[Data to process]
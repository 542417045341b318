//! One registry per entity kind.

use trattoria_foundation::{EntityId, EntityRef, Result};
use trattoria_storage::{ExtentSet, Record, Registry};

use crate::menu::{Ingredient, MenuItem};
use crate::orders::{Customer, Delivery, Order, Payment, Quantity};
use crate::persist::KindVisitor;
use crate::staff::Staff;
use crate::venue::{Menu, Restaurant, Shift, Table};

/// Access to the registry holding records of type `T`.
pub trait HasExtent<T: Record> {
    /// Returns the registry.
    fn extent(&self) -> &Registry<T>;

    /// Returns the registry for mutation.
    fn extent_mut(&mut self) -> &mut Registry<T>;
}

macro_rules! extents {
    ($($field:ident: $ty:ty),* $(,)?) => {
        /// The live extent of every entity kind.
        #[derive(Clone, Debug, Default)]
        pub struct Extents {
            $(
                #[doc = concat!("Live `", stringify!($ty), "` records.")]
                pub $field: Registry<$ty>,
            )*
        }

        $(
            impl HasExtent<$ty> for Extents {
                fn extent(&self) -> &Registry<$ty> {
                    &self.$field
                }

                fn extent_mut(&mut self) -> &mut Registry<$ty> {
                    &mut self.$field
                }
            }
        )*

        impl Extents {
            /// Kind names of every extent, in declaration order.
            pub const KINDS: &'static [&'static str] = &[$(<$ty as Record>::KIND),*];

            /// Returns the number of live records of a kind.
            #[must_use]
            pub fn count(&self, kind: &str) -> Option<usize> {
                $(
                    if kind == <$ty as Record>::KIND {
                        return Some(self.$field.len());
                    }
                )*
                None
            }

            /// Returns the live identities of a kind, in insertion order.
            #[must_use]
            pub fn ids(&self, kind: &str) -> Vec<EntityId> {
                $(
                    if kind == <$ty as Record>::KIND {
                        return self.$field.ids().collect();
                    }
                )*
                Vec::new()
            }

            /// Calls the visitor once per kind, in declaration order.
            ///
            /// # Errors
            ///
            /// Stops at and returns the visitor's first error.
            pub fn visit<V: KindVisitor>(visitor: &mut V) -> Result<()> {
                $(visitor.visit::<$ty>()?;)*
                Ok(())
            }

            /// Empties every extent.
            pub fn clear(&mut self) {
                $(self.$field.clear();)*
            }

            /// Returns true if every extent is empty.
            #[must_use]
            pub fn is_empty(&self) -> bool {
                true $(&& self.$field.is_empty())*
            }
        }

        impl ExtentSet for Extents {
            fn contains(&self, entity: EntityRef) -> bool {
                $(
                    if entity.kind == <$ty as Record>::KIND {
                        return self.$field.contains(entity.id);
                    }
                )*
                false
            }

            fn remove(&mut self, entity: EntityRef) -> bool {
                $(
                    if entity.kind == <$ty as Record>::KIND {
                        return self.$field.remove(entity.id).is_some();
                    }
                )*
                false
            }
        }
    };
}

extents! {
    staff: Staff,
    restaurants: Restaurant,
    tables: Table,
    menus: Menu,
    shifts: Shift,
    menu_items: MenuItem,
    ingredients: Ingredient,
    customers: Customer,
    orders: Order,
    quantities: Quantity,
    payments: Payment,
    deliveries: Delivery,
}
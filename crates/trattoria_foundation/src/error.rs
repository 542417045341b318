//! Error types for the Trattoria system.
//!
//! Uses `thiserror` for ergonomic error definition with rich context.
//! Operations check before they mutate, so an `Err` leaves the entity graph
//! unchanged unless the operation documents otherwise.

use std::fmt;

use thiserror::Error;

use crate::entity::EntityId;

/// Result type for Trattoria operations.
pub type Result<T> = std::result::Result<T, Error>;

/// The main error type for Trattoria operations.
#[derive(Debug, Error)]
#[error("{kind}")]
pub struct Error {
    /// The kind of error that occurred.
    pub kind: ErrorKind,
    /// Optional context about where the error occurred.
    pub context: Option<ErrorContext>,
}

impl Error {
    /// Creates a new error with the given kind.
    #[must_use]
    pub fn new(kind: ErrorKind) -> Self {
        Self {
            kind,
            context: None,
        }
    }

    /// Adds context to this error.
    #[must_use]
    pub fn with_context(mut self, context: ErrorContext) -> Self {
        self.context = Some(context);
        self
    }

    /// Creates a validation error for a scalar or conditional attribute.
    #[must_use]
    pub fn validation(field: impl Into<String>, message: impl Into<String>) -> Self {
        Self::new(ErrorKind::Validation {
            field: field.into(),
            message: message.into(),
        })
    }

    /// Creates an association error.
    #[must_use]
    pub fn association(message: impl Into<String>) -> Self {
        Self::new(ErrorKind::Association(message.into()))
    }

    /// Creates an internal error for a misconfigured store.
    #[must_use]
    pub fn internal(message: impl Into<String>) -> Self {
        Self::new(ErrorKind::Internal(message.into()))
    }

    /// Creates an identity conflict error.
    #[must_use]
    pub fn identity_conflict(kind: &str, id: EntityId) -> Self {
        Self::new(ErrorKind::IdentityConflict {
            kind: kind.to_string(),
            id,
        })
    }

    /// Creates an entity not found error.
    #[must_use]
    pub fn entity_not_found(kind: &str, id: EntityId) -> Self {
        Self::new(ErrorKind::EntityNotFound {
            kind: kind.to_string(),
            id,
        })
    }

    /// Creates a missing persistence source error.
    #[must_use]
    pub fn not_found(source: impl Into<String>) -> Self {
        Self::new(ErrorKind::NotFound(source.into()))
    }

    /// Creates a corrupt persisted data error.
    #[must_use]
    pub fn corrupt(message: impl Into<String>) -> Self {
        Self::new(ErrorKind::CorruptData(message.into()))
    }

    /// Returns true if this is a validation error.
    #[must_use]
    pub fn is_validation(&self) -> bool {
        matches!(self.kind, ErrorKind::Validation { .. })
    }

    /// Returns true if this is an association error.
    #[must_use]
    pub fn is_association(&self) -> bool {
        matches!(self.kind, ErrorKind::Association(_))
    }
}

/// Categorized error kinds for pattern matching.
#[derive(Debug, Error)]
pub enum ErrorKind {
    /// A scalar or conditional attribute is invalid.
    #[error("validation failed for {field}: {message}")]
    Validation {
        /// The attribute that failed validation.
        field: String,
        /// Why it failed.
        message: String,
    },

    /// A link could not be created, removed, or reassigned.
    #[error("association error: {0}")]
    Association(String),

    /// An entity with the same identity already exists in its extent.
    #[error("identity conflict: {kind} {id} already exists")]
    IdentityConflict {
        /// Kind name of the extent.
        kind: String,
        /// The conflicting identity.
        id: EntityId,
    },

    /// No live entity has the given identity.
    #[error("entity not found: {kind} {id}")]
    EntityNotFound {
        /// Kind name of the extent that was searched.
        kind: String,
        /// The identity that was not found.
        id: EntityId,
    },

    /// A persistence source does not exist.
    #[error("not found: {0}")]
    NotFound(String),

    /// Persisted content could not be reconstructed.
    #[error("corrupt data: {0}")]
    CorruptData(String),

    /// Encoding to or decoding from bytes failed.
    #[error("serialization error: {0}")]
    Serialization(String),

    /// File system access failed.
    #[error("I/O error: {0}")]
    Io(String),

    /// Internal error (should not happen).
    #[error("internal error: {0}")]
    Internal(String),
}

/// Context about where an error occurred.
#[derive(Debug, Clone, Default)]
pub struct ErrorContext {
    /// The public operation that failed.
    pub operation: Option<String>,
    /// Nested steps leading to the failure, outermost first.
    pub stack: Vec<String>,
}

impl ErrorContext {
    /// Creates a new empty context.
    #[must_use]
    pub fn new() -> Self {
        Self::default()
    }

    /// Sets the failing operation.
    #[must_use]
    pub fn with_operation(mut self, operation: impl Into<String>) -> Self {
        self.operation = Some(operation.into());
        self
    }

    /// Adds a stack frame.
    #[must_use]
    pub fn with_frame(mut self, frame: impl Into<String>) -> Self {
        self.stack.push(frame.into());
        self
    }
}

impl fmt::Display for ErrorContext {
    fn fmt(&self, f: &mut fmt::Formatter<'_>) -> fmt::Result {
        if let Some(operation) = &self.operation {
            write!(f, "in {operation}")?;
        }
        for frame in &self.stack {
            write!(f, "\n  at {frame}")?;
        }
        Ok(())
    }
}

[Problem description]
Exactly and only the lines from the one containing "Self::default()" through the end of the material are to be reproduced, both ends included.

[Result for this exercise]
        Self::default()
    }

    /// Sets the failing operation.
    #[must_use]
    pub fn with_operation(mut self, operation: impl Into<String>) -> Self {
        self.operation = Some(operation.into());
        self
    }

    /// Adds a stack frame.
    #[must_use]
    pub fn with_frame(mut self, frame: impl Into<String>) -> Self {
        self.stack.push(frame.into());
        self
    }
}

impl fmt::Display for ErrorContext {
    fn fmt(&self, f: &mut fmt::Formatter<'_>) -> fmt::Result {
        if let Some(operation) = &self.operation {
            write!(f, "in {operation}")?;
        }
        for frame in &self.stack {
            write!(f, "\n  at {frame}")?;
        }
        Ok(())
    }
}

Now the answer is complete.